◆ **YOUR ASSIGNMENT**:
Some lines hold the string "network". Copy all of them from the material that follows.

◆ **RECORDED DATA**:
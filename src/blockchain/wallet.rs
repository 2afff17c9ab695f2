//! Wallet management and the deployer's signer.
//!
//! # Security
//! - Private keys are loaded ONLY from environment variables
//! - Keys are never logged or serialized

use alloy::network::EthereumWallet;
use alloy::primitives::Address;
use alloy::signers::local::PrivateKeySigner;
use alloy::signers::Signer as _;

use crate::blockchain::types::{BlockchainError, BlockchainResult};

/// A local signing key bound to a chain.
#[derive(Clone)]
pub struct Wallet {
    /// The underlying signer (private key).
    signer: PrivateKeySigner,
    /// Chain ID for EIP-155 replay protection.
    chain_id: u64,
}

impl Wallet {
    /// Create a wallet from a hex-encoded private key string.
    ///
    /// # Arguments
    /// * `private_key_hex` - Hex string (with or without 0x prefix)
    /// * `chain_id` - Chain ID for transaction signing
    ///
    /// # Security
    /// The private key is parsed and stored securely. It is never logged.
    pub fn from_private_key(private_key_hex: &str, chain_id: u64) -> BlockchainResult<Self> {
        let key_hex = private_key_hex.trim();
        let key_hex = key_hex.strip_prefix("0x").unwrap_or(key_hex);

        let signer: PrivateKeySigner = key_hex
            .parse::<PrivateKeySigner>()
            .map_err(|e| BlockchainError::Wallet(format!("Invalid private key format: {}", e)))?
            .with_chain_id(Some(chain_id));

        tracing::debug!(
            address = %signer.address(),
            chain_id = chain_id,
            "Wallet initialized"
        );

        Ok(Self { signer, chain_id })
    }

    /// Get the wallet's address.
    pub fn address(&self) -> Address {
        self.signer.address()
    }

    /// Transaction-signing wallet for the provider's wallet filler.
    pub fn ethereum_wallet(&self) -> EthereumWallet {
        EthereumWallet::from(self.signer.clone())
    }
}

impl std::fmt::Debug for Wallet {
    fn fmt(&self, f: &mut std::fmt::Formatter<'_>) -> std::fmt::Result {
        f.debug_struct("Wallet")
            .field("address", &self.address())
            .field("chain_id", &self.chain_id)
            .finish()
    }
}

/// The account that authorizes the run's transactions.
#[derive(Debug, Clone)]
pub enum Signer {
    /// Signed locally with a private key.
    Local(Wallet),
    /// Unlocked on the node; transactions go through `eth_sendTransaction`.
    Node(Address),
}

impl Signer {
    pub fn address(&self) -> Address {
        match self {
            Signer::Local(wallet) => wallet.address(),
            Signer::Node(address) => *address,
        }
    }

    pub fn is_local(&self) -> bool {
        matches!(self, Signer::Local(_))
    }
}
---
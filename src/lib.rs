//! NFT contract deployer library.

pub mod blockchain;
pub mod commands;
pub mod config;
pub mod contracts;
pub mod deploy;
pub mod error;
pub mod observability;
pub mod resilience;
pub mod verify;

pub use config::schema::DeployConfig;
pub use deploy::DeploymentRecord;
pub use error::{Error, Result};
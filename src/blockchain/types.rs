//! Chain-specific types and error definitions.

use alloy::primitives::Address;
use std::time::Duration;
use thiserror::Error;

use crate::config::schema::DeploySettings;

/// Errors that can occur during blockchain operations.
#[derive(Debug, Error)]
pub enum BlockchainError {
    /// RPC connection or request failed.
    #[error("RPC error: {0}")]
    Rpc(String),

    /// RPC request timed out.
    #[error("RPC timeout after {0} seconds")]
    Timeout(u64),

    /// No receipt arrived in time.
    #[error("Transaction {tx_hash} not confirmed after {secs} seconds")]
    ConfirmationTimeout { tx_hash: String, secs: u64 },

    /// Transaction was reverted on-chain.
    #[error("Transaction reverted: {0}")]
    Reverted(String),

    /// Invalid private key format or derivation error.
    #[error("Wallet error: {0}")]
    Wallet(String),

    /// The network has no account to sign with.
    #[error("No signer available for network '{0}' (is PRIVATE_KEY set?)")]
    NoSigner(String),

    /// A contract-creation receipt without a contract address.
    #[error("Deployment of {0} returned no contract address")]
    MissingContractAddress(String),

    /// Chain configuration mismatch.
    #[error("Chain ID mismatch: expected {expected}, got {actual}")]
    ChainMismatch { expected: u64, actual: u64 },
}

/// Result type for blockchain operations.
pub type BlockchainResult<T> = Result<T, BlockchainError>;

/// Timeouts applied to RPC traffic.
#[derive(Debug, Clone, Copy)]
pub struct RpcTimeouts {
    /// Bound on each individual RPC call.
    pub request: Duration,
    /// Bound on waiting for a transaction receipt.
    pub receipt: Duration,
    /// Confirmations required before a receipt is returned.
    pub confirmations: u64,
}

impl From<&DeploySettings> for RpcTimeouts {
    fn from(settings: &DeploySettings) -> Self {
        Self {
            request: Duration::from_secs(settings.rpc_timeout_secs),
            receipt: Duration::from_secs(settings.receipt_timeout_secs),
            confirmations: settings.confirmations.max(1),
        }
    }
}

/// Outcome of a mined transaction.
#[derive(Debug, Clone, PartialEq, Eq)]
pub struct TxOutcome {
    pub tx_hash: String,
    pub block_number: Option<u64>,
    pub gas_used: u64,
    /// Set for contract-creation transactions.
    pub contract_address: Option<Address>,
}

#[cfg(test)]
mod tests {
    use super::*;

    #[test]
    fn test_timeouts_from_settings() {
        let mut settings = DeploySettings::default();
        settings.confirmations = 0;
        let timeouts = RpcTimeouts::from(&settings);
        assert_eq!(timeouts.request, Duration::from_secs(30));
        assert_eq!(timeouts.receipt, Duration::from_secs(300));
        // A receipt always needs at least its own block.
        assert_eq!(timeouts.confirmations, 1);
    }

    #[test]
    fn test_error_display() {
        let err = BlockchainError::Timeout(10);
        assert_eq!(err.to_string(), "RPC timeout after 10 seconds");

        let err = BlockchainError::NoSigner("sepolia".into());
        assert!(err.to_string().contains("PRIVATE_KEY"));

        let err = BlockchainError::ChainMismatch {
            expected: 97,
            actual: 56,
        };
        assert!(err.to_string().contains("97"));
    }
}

◆ **EXPECTED OUTPUT**:
use alloy::network::EthereumWallet;
    /// The network has no account to sign with.
    #[error("No signer available for network '{0}' (is PRIVATE_KEY set?)")]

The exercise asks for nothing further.